Synkzone Organization
The Standard delivery is a docker compose based deployment of a Synkzone Organization using one VPS.
A Synkzone Organization is made up of a combination of components: main (primary organization), api (optional), web (optional) and scim (optional).
The components are distributed via the Synkzone registry: registry.synkzone.com
The installation package is distributed as zip.
Reference installation
The reference installation of the standard delivery is an example on how to set up and run a Synkzone Organization on a single VPS.
The installation requires:
VPS
1 vCPU, 4GB memory, 80GB storage
Ubuntu LTS 24.04
storage:
* main: 40GB (appdata=10GB, storage=30GB)
* api: 20GB (appdata=10GB, storage=10GB)
* bff: 20GB (appdata=10GB, storage=10GB)
Network:
The organization requires TLS passthrough routing (port 443).
For our reference installation, we use nginx in stream mode, with SNI-based routing to forward traffic based on the TLS hostname.
* External-ip:443 -> (nginx) -> VPS:38443 (organization)
* External-ip:443 -> (nginx) -> VPS:8443 (https web/api)
* External-ip:80 -> (nginx) -> VPS:80 (letsencrypt)
* SSH access to the VPS
Remote Storage using Safespring
docker
docker compose
nginx + certbot
Prerequisites
Docker Registry
Access to registry.synkzone.com is needed.
DNS
DNS entries for a Synkzone Organization need to be configured separately before deployment, see DNS.
Ingress and Certificates
The reference installation uses nginx and certbot to handle https traffic.
Network configuration
To enable communication with the organization, an external TCP port must be configured and made reachable.

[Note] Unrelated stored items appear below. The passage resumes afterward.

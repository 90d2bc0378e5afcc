use std::path::PathBuf;

use thiserror::Error;

use crate::graphics::GraphicsState;
use crate::session::SessionPhase;

/// Failure to acquire or drive an audio or graphics device resource.
///
/// These are fatal to the current engine run and are never retried.
#[derive(Error, Debug, Clone, PartialEq, Eq)]
pub enum DeviceError {
    #[error("Failed to open display connection: {0}")]
    Display(String),

    #[error("Failed to create rendering context: {0}")]
    Context(String),

    #[error("Failed to create window surface: {0}")]
    Surface(String),

    #[error("Failed to make context current: {0}")]
    MakeCurrent(String),

    #[error("Audio device error: {0}")]
    Audio(String),

    #[error("Error initializing audio output device (state = {state})")]
    AudioNotInitialized { state: i32 },
}

#[derive(Error, Debug, Clone, PartialEq, Eq)]
pub enum ConfigurationError {
    #[error("No display configurations reported by the platform")]
    NoConfigurations,
}

/// A call made against an object in a state that doesn't allow it.
#[derive(Error, Debug, Clone, PartialEq, Eq)]
pub enum ProgrammingError {
    #[error("`{operation}` is not valid in graphics state {state:?}")]
    InvalidGraphicsState {
        operation: &'static str,
        state: GraphicsState,
    },

    #[error("`{operation}` requires a running engine session (phase = {phase:?})")]
    NotRunning {
        operation: &'static str,
        phase: SessionPhase,
    },

    #[error("Engine session has already been started")]
    AlreadyStarted,
}

#[derive(Error, Debug, Clone, PartialEq, Eq)]
pub enum Error {
    #[error(transparent)]
    Device(#[from] DeviceError),

    #[error(transparent)]
    Configuration(#[from] ConfigurationError),

    #[error(transparent)]
    Programming(#[from] ProgrammingError),

    #[error("Failed to spawn engine thread: {0}")]
    Spawn(String),
}

pub type Result<T> = std::result::Result<T, Error>;

/// Why the worker thread gave up before the engine entry point was reached.
///
/// Setup failures abort the run before any frame is drawn. Any resources
/// acquired up to that point have already been released (graphics before
/// audio) by the time this is reported.
#[derive(Error, Debug)]
pub enum EngineSetupError {
    #[error("Error preparing the engine thread: audio setup failed")]
    Audio(#[source] Error),

    #[error("Error preparing the engine thread: graphics setup failed")]
    Graphics(#[source] Error),

    #[error("Error preparing the engine thread: failed to read {}", path.display())]
    Assets {
        path: PathBuf,
        #[source]
        source: std::io::Error,
    },

    #[error("Startup was aborted while waiting for the first surface")]
    SurfaceWaitCancelled,

    #[error("The engine worker thread panicked")]
    WorkerPanicked,
}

Deploying a Synkzone Organization
Configuration explanation and requirements
- Name of the world: The name of the world the organization should belong to
- E.g.
world.synkzone.org
- E.g.
- Name of organization: The name of the organization, should be unique in the corresponding world. The name should be FQDN compliant
- E.g.
synkzone.se,internal.synkzone.se
- E.g.
- Main administrator(s) email: Email(s) that belong to the main administrator account, if several emails are used the list should be comma separated
- E.g.
admin.one@customer.com,admin.two@customer.com
- E.g.
- External IP: The IP address where the main component (primary organization) can be reached
- Port for organization: 443 (shared with https using nginx)
- UUIDs for each component: required for main (primary organization), and optionally for api and web if enabled.
- DNS records, see DNS
- Mail and SMTP settings, see Email
- Remote storage settings, see Remote storage
SCIM
If SCIM should be used for an organization to manage users, see separate documentation and instructions.

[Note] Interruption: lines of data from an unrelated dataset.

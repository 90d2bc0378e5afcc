use std::any::Any;
use std::borrow::Cow;
use std::ffi::CStr;
use std::os::raw::c_char;
use std::panic::{catch_unwind, AssertUnwindSafe};

/// Borrows a nul-terminated string from native code, lossily converting
/// anything that isn't UTF-8. Returns `None` for a null pointer.
pub(crate) fn try_get_str_from_ptr<'a>(ptr: *const c_char) -> Option<Cow<'a, str>> {
    if ptr.is_null() {
        return None;
    }
    let cstr = unsafe { CStr::from_ptr(ptr) };
    Some(cstr.to_string_lossy())
}

pub(crate) fn log_panic(panic: Box<dyn Any + Send>) {
    if let Some(panic) = panic.downcast_ref::<String>() {
        log::error!("RustPanic: {panic}");
    } else if let Some(panic) = panic.downcast_ref::<&str>() {
        log::error!("RustPanic: {panic}");
    } else {
        log::error!("RustPanic: UNKNOWN");
    }
}

/// Run a closure and abort the program if it panics.
///
/// This is generally used to ensure Rust callbacks won't unwind past the FFI
/// boundary, which leads to undefined behaviour.
pub(crate) fn abort_on_panic<R>(f: impl FnOnce() -> R) -> R {
    catch_unwind(AssertUnwindSafe(f)).unwrap_or_else(|panic| {
        // Try logging the panic before aborting
        log_panic(panic);
        std::process::abort();
    })
}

Installation/Configuration
unzip organization-$version.zip
See docs/INSTALLATION.md.
Main administrator
Main administrator account credentials need to be changed.

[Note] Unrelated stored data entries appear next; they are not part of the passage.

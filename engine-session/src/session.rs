//! Runs one engine on a dedicated worker thread.
//!
//! The worker thread owns every device resource for the whole run: it opens
//! the audio device, then the display and rendering context, blocks until
//! the UI thread publishes a first surface, hands everything to the engine
//! and, once the engine returns, releases it all again in reverse order.
//!
//! The UI thread only ever talks to the worker through the
//! [`SurfaceHandoff`] slot and the engine's [`EngineControl`] commands.

use std::fs;
use std::panic::{catch_unwind, AssertUnwindSafe};
use std::path::{Path, PathBuf};
use std::sync::atomic::{AtomicBool, Ordering};
use std::sync::{Arc, Mutex};
use std::thread::{self, JoinHandle};

use crate::audio::AudioDeviceSession;
use crate::config::{ScalingOption, SessionConfig, SessionConfigRef};
use crate::engine::{Engine, EngineContext, EngineControl, EngineHost, HostBridge};
use crate::error::{EngineSetupError, Error, ProgrammingError, Result};
use crate::events::{GameEvent, InputEvent, ShaderKind};
use crate::graphics::GraphicsContextSession;
use crate::handoff::SurfaceHandoff;
use crate::platform::{AudioPlatform, DisplayPlatform};
use crate::scorer::{ConfigChooser, RenderableTypes};
use crate::util::log_panic;

const SHADER_TEST_MESSAGE: &str = "Testing graphics performance, please wait...";

/// Lifecycle of an [`EngineSession`]
///
/// ```text
/// Idle → Starting → Running → Stopping → Completed
///            ↘ Failed
/// ```
///
/// Commands are only forwarded to the engine while `Running`.
#[derive(Debug, Clone, Copy, PartialEq, Eq)]
pub enum SessionPhase {
    Idle,
    /// The worker thread is acquiring devices or waiting for a surface
    Starting,
    /// The engine's entry point is running
    Running,
    /// The engine has returned and devices are being released
    Stopping,
    Completed,
    /// Setup failed before the engine ran
    Failed,
}

/// How the engine's entry point ended
#[derive(Debug, Clone, Copy, PartialEq, Eq)]
pub enum ExitStatus {
    Exited(i32),
    Panicked,
}

impl ExitStatus {
    pub fn success(&self) -> bool {
        matches!(self, ExitStatus::Exited(0))
    }
}

/// Called on the worker thread once a run has completed and all of its
/// devices have been released
pub type CompletionListener = Box<dyn FnOnce(ExitStatus) + Send + 'static>;

struct SessionShared<W> {
    handoff: SurfaceHandoff<W>,
    phase: Mutex<SessionPhase>,
    restarting: AtomicBool,
}

impl<W> SessionShared<W> {
    fn phase(&self) -> SessionPhase {
        *self.phase.lock().unwrap()
    }

    fn set_phase(&self, phase: SessionPhase) {
        let mut guard = self.phase.lock().unwrap();
        log::trace!("Session phase {:?} -> {phase:?}", *guard);
        *guard = phase;
    }
}

/// The UI thread's handle on an engine run.
///
/// `W` is the platform's window type, as handed out by the UI toolkit on
/// every surface change.
pub struct EngineSession<W> {
    shared: Arc<SessionShared<W>>,
    config: SessionConfigRef,
    host: Arc<dyn EngineHost>,
    listener: Option<CompletionListener>,
    control: Option<Arc<dyn EngineControl>>,
    thread: Option<JoinHandle<std::result::Result<ExitStatus, EngineSetupError>>>,
}

impl<W: Clone + Send + 'static> EngineSession<W> {
    pub fn new(config: SessionConfigRef, host: Arc<dyn EngineHost>) -> Self {
        Self {
            shared: Arc::new(SessionShared {
                handoff: SurfaceHandoff::new(),
                phase: Mutex::new(SessionPhase::Idle),
                restarting: AtomicBool::new(false),
            }),
            config,
            host,
            listener: None,
            control: None,
            thread: None,
        }
    }

    pub fn config(&self) -> &SessionConfigRef {
        &self.config
    }

    pub fn phase(&self) -> SessionPhase {
        self.shared.phase()
    }

    /// Replaces any previously registered listener. Only takes effect if
    /// registered before [`Self::start`].
    pub fn set_on_completion_listener<F>(&mut self, listener: F)
    where
        F: FnOnce(ExitStatus) + Send + 'static,
    {
        self.listener = Some(Box::new(listener));
    }

    /// Spawns the worker thread that sets up devices and runs `engine`.
    ///
    /// Returns as soon as the thread is spawned; setup failures are reported
    /// through [`Self::join`].
    pub fn start<D, A, E>(&mut self, display: D, audio: A, engine: E, args: Vec<String>) -> Result<()>
    where
        D: DisplayPlatform<Window = W>,
        A: AudioPlatform,
        E: Engine<D, A>,
    {
        {
            let mut phase = self.shared.phase.lock().unwrap();
            if *phase != SessionPhase::Idle {
                return Err(ProgrammingError::AlreadyStarted.into());
            }
            *phase = SessionPhase::Starting;
        }

        let control = engine.control();
        self.control = Some(control.clone());

        let config = self.config.copy();
        let mut builder = thread::Builder::new();
        if let Some(name) = &config.thread_name {
            builder = builder.name(name.clone());
        }

        let worker = Worker {
            shared: self.shared.clone(),
            host: Arc::new(HostBridge::new(self.host.clone(), self.config.clone())),
            listener: self.listener.take(),
            control,
            config,
            args,
        };
        match builder.spawn(move || worker.run(display, audio, engine)) {
            Ok(handle) => {
                self.thread = Some(handle);
                Ok(())
            }
            Err(err) => {
                self.shared.set_phase(SessionPhase::Failed);
                Err(Error::Spawn(err.to_string()))
            }
        }
    }

    /// Waits for the worker thread to finish. Returns `None` if the session
    /// was never started or has already been joined.
    pub fn join(&mut self) -> Option<std::result::Result<ExitStatus, EngineSetupError>> {
        let handle = self.thread.take()?;
        Some(handle.join().unwrap_or_else(|panic| {
            log_panic(panic);
            self.shared.set_phase(SessionPhase::Failed);
            Err(EngineSetupError::WorkerPanicked)
        }))
    }

    /// Whether the worker thread has exited (`false` if it was never started)
    pub fn is_finished(&self) -> bool {
        self.thread.as_ref().map_or(false, |handle| handle.is_finished())
    }

    /// Marks the session as being torn down on purpose, so that the UI's
    /// surface notifications no longer reach the engine
    pub fn set_restarting(&self) {
        self.shared.restarting.store(true, Ordering::Release);
    }

    pub fn is_restarting(&self) -> bool {
        self.shared.restarting.load(Ordering::Acquire)
    }

    /// Releases a worker still waiting for its first surface; the run then
    /// fails with [`EngineSetupError::SurfaceWaitCancelled`]. Has no effect
    /// once the engine is running.
    pub fn abort_startup(&self) {
        log::debug!("Aborting engine startup");
        self.shared.handoff.cancel();
    }

    ///////////////////////////////
    // Surface lifecycle (UI thread)
    ///////////////////////////////

    pub fn notify_surface_changed(&self, window: W, width: u32, height: u32) {
        if self.config.landscape_only() && height > width {
            log::debug!("Ignoring surfaceChanged: {width}x{height}");
            return;
        }
        log::debug!("surfaceChanged: {width}x{height}");
        self.shared
            .handoff
            .notify_changed(window, width, height, !self.is_restarting());
    }

    pub fn notify_surface_destroyed(&self) {
        log::debug!("surfaceDestroyed");
        self.shared.handoff.notify_destroyed(!self.is_restarting());
    }

    ///////////////////////////////
    // Engine commands (UI thread)
    ///////////////////////////////

    fn running_control(&self, operation: &'static str) -> Result<&dyn EngineControl> {
        let phase = self.shared.phase();
        match (&self.control, phase) {
            (Some(control), SessionPhase::Running) => Ok(&**control),
            _ => Err(ProgrammingError::NotRunning { operation, phase }.into()),
        }
    }

    pub fn set_pause(&self, paused: bool) -> Result<()> {
        self.running_control("set_pause")?.set_pause(paused);
        Ok(())
    }

    pub fn set_touchpad_mode(&self, enabled: bool) -> Result<()> {
        self.running_control("set_touchpad_mode")?
            .set_touchpad_mode(enabled);
        Ok(())
    }

    pub fn enable_zoning(&self, enabled: bool) -> Result<()> {
        self.running_control("enable_zoning")?.enable_zoning(enabled);
        Ok(())
    }

    pub fn save_game(&self, slot: i32, force: bool) -> Result<()> {
        self.running_control("save_game")?.save_game(slot, force);
        Ok(())
    }

    pub fn load_game(&self, slot: i32) -> Result<()> {
        self.running_control("load_game")?.load_game(slot);
        Ok(())
    }

    pub fn check_load_conditions(&self) -> Result<bool> {
        Ok(self
            .running_control("check_load_conditions")?
            .check_load_conditions())
    }

    pub fn set_auto_load_slot(&self, slot: i32) -> Result<()> {
        self.running_control("set_auto_load_slot")?
            .set_auto_load_slot(slot);
        Ok(())
    }

    pub fn push_event(&self, event: InputEvent) -> Result<()> {
        self.running_control("push_event")?.push_event(event);
        Ok(())
    }

    pub fn game_event(&self, event: GameEvent) -> Result<()> {
        self.running_control("game_event")?.game_event(event);
        Ok(())
    }

    /// Asks the engine to leave its main loop
    pub fn quit(&self) -> Result<()> {
        self.running_control("quit")?.push_event(InputEvent::quit());
        Ok(())
    }
}

/// Everything moved onto the worker thread
struct Worker<W> {
    shared: Arc<SessionShared<W>>,
    host: Arc<HostBridge>,
    listener: Option<CompletionListener>,
    control: Arc<dyn EngineControl>,
    config: SessionConfig,
    args: Vec<String>,
}

fn required_api(api_version: u8) -> RenderableTypes {
    match api_version {
        1 => RenderableTypes::OPENGL_ES,
        3 => RenderableTypes::OPENGL_ES3,
        _ => RenderableTypes::OPENGL_ES2,
    }
}

fn setup_graphics<D: DisplayPlatform>(graphics: &mut GraphicsContextSession<D>, api_version: u8) -> Result<()> {
    graphics.open()?;
    let chosen = graphics.choose_config()?;
    log::debug!("Chose config {chosen}");
    graphics.create_context(api_version)
}

fn read_asset(path: &Path) -> std::result::Result<Vec<u8>, EngineSetupError> {
    fs::read(path).map_err(|source| EngineSetupError::Assets {
        path: path.to_owned(),
        source,
    })
}

fn load_bitmap_resources(
    resources: &[(String, PathBuf)],
) -> std::result::Result<Vec<(String, Vec<u8>)>, EngineSetupError> {
    resources
        .iter()
        .map(|(name, path)| {
            log::debug!("Loading bitmap {name} from {}", path.display());
            read_asset(path).map(|bitmap| (name.clone(), bitmap))
        })
        .collect()
}

fn load_shader_sources(
    sources: &[(ShaderKind, PathBuf)],
) -> std::result::Result<Vec<(ShaderKind, Vec<u8>)>, EngineSetupError> {
    sources
        .iter()
        .map(|(kind, path)| {
            log::debug!("Loading {kind:?} shader from {}", path.display());
            read_asset(path).map(|source| (*kind, source))
        })
        .collect()
}

impl<W: Clone + Send + 'static> Worker<W> {
    fn fail(&self, err: EngineSetupError) -> std::result::Result<ExitStatus, EngineSetupError> {
        log::error!("{err}");
        self.shared.set_phase(SessionPhase::Failed);
        Err(err)
    }

    fn run<D, A, E>(self, display: D, audio: A, mut engine: E) -> std::result::Result<ExitStatus, EngineSetupError>
    where
        D: DisplayPlatform<Window = W>,
        A: AudioPlatform,
        E: Engine<D, A>,
    {
        let mut audio = AudioDeviceSession::new(audio);
        if let Err(err) = audio.open() {
            audio.close();
            return self.fail(EngineSetupError::Audio(err));
        }

        let chooser = ConfigChooser::new(self.config.bit_targets, required_api(self.config.api_version));
        let mut graphics = GraphicsContextSession::new(display, chooser);
        if let Err(err) = setup_graphics(&mut graphics, self.config.api_version) {
            graphics.destroy();
            audio.close();
            return self.fail(EngineSetupError::Graphics(err));
        }

        log::debug!("Waiting for surface");
        let surface = match self.shared.handoff.wait_for_surface() {
            Ok(surface) => surface,
            Err(_) => {
                graphics.destroy();
                audio.close();
                return self.fail(EngineSetupError::SurfaceWaitCancelled);
            }
        };
        if let Err(err) = graphics.bind_surface(&surface.window) {
            graphics.destroy();
            audio.close();
            return self.fail(EngineSetupError::Graphics(err));
        }

        let assets = load_bitmap_resources(&self.config.bitmap_resources).and_then(|bitmaps| {
            load_shader_sources(&self.config.shader_sources).map(|shaders| (bitmaps, shaders))
        });
        let (bitmaps, shader_sources) = match assets {
            Ok(assets) => assets,
            Err(err) => {
                graphics.destroy();
                audio.close();
                return self.fail(err);
            }
        };

        let scaling_option = self.config.scaling_option;
        let mut ctx = EngineContext {
            graphics: &mut graphics,
            audio: &audio,
            handoff: &self.shared.handoff,
            host: self.host.clone(),
            scaling_option,
            game_type: self.config.game_type,
            args: &self.args,
            surface_size: (surface.width, surface.height),
        };

        // Engine panics are contained so that devices still get released in
        // order and the listener still hears about the run ending
        let outcome = catch_unwind(AssertUnwindSafe(|| {
            engine.create(&mut ctx);

            if scaling_option.uses_shader() && !self.config.shader_tested {
                self.control.game_event(GameEvent::ShouldTestShader);
                self.host.display_message(SHADER_TEST_MESSAGE);
            }
            if self.config.ultra_mode_supported && scaling_option == ScalingOption::Shader {
                self.control.game_event(GameEvent::UseUltraMode);
            }
            for (name, bitmap) in &bitmaps {
                self.control.add_bitmap_resource(name, bitmap);
            }
            for (kind, source) in &shader_sources {
                self.control.add_shader_source(*kind, source);
            }

            self.shared.set_phase(SessionPhase::Running);
            log::info!("Starting engine with args {:?}", self.args);
            engine.run(&mut ctx)
        }));
        drop(ctx);
        self.shared.set_phase(SessionPhase::Stopping);

        let status = match outcome {
            Ok(status) => {
                log::info!("Engine exited with status {status}");
                ExitStatus::Exited(status)
            }
            Err(panic) => {
                log_panic(panic);
                ExitStatus::Panicked
            }
        };

        if let Err(panic) = catch_unwind(AssertUnwindSafe(|| engine.destroy())) {
            log_panic(panic);
        }
        graphics.destroy();
        audio.close();

        if let Some(listener) = self.listener {
            listener(status);
        }
        self.shared.set_phase(SessionPhase::Completed);

        Ok(status)
    }
}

The initial value is located at ./main/appdata/admin.txt.
Backup requirements for Standard Delivery
The reference installation requires a complete VPS snapshot as backup.
Remove a Synkzone Organization
To remove a Synkzone Organization that should no longer be used, follow these steps:
- Stop all components
- Remove VPS
- Delete storage bucket belonging to the organization
-
Unregister organization on Synkzone World:
- Make sure instance property OrganizationMonitor is true (OrganizationMonitor=true, default true from release 3.11)
- Create a file: /appdata/removed_organizations (UTF-8 encoded)
- Add the organization name to the file on a single line. Multiple organizations in the same world can be removed at the same time by adding their names on separate lines.
- On the next restart of the world, the organization(s) will be removed
- When the organization is (or all organization specified in removed_organizations are) successfully removed, the file will be removed on the Synkzone World
Note that when the organization is removed, there's no way to restore it or its data.